Several dozen Ottawa families are angry after the province cut funding to a program that advocates for their adult disabled children.
For five years, Ottawa-based Citizen Advocacy has been running the Real Plans for Real Life program, which finds day programs, jobs and respite care for parents of developmentally disabled adults.
It was run through $300,000 in funding for the Ontario Ministry of Social Services. But the ministry said the money is being moved to the provincial Service Coordination office, which provides some services for the disabled, but doesn't provide the same long-term planning aid for disabled clients.
Francois St. Jean, whose son Alexander is autistic, doesn't speak and suffers from seizures, said parents won't get the same level of care.

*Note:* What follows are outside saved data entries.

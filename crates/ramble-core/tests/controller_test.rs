//! End-to-end controller tests against an in-process mock gateway.

use std::collections::VecDeque;
use std::sync::{Arc, Mutex};

use anyhow::{anyhow, Result};
use async_trait::async_trait;
use chrono::Utc;
use tokio::sync::Notify;
use uuid::Uuid;

use ramble_core::gateway::RouteGateway;
use ramble_core::layers::category_color;
use ramble_core::models::{
    ElevationSample, ExploreRequest, ExploreResult, ExploredRoute, GenerateRequest, Geometry,
    LatLng, Route, SaveRouteRequest, SavedRouteDetail, SavedRouteSummary, SnapRequest,
};
use ramble_core::session::GenerateParams;
use ramble_core::{RouteType, SessionController};

type Scripted<T> = Mutex<VecDeque<Result<T, String>>>;

#[derive(Default)]
struct MockGateway {
    generate_results: Scripted<Route>,
    snap_results: Scripted<Route>,
    explore_results: Scripted<ExploreResult>,
    save_results: Scripted<SavedRouteSummary>,
    list_results: Scripted<Vec<SavedRouteSummary>>,
    detail_results: Scripted<SavedRouteDetail>,

    generate_requests: Mutex<Vec<GenerateRequest>>,
    snap_requests: Mutex<Vec<SnapRequest>>,
    explore_requests: Mutex<Vec<ExploreRequest>>,
    save_requests: Mutex<Vec<SaveRouteRequest>>,
    deleted: Mutex<Vec<Uuid>>,

    /// When set, the next generate/snap call blocks until notified.
    gate: Mutex<Option<Arc<Notify>>>,
    /// Signaled whenever a generate/snap call has been received.
    entered: Notify,
}

impl MockGateway {
    fn script<T>(queue: &Scripted<T>, result: Result<T, String>) {
        queue.lock().unwrap().push_back(result);
    }

    fn pop<T>(queue: &Scripted<T>, what: &str) -> Result<T> {
        queue
            .lock()
            .unwrap()
            .pop_front()
            .unwrap_or_else(|| Err(format!("no scripted {what} result")))
            .map_err(|message| anyhow!(message))
    }

    fn install_gate(&self) -> Arc<Notify> {
        let gate = Arc::new(Notify::new());
        *self.gate.lock().unwrap() = Some(gate.clone());
        gate
    }

    async fn wait_at_gate(&self) {
        self.entered.notify_one();
        let gate = self.gate.lock().unwrap().take();
        if let Some(gate) = gate {
            gate.notified().await;
        }
    }
}
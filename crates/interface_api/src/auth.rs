//! Authentication and authorization

use chrono::{Duration, Utc};
use jsonwebtoken::{decode, encode, errors::ErrorKind, DecodingKey, EncodingKey, Header, Validation};
use serde::{Deserialize, Serialize};
use thiserror::Error;

/// JWT claims
#[derive(Debug, Clone, Serialize, Deserialize)]
pub struct Claims {
    /// Subject (user ID)
    pub sub: String,
    /// User's roles
    pub roles: Vec<String>,
    /// Expiration timestamp
    pub exp: i64,
    /// Issued at timestamp
    pub iat: i64,
}

/// Auth errors
#[derive(Debug, Error)]
pub enum AuthError {
    #[error("Invalid token")]
    InvalidToken,
    #[error("Token expired")]
    TokenExpired,
    #[error("Missing permission: {0}")]
    MissingPermission(String),
}

/// Creates a new JWT token
///
/// # Arguments
///
/// * `user_id` - User identifier
/// * `roles` - User's roles
/// * `secret` - JWT secret key
/// * `expiration_secs` - Token validity in seconds
pub fn create_token(
    user_id: &str,
    roles: Vec<String>,
    secret: &str,
    expiration_secs: u64,
) -> Result<String, AuthError> {
    let now = Utc::now();
    let exp = now + Duration::seconds(expiration_secs as i64);

    let claims = Claims {
        sub: user_id.to_string(),
        roles,
        exp: exp.timestamp(),
        iat: now.timestamp(),
    };

    encode(
        &Header::default(),
        &claims,
        &EncodingKey::from_secret(secret.as_bytes()),
    )
    .map_err(|_| AuthError::InvalidToken)
}

/// Validates a JWT token and returns its claims
pub fn validate_token(token: &str, secret: &str) -> Result<Claims, AuthError> {
    let token_data = decode::<Claims>(
        token,
        &DecodingKey::from_secret(secret.as_bytes()),
        &Validation::default(),
    )
    .map_err(|e| match e.kind() {
        ErrorKind::ExpiredSignature => AuthError::TokenExpired,
        _ => AuthError::InvalidToken,
    })?;

    Ok(token_data.claims)
}

/// Checks if user has required role
///
/// `admin` satisfies every role.
pub fn has_role(claims: &Claims, required_role: &str) -> bool {
    claims.roles.iter().any(|r| r == required_role || r == permissions::ADMIN)
}

/// Fails with `AuthError::MissingPermission` unless the claims carry the role
pub fn require_role(claims: &Claims, required_role: &str) -> Result<(), AuthError> {
    if has_role(claims, required_role) {
        Ok(())
    } else {
        Err(AuthError::MissingPermission(required_role.to_string()))
    }
}

/// Permission definitions
pub mod permissions {
    pub const ADMIN: &str = "admin";
    pub const INTEREST_RATE_READ: &str = "interest_rate:read";
    pub const INTEREST_RATE_WRITE: &str = "interest_rate:write";
}
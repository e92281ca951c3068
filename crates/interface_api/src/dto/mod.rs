//! Request/response data transfer objects

pub mod interest_rate;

"Every time we call Service Coordination we have to wait days before they respond," said St. Jean. "They say, sorry no funding, no respite care...everything is in transition."
Zeno Jaworski, whose 26-year-old son Tom has a rare genetic disorder that leaves him catatonic, said when ministry staff handled her son they labelled the family "difficult" and said they couldn't find a day placement.
Jaworski said the Citizen Advocacy worker spent a year writing a plan for Tom and pushed to get him into the best day program.
"It's meant that I have hope for a life with Tom," she said. "I have hope for a life with me...just to enjoy Tom as a human being and not always as his caregiver."
About 40 severely disabled people and their caregivers benefited from the program.
Social Services Manager Una Jane Tallentire acknowledged case workers at the ministry won't take on an advocacy role.
But she argued her revamped ministry will serve clients better and said they would not review the decision.
The Ministry is making the change, she said, "to provide a simple, transparent mechanism to access to services."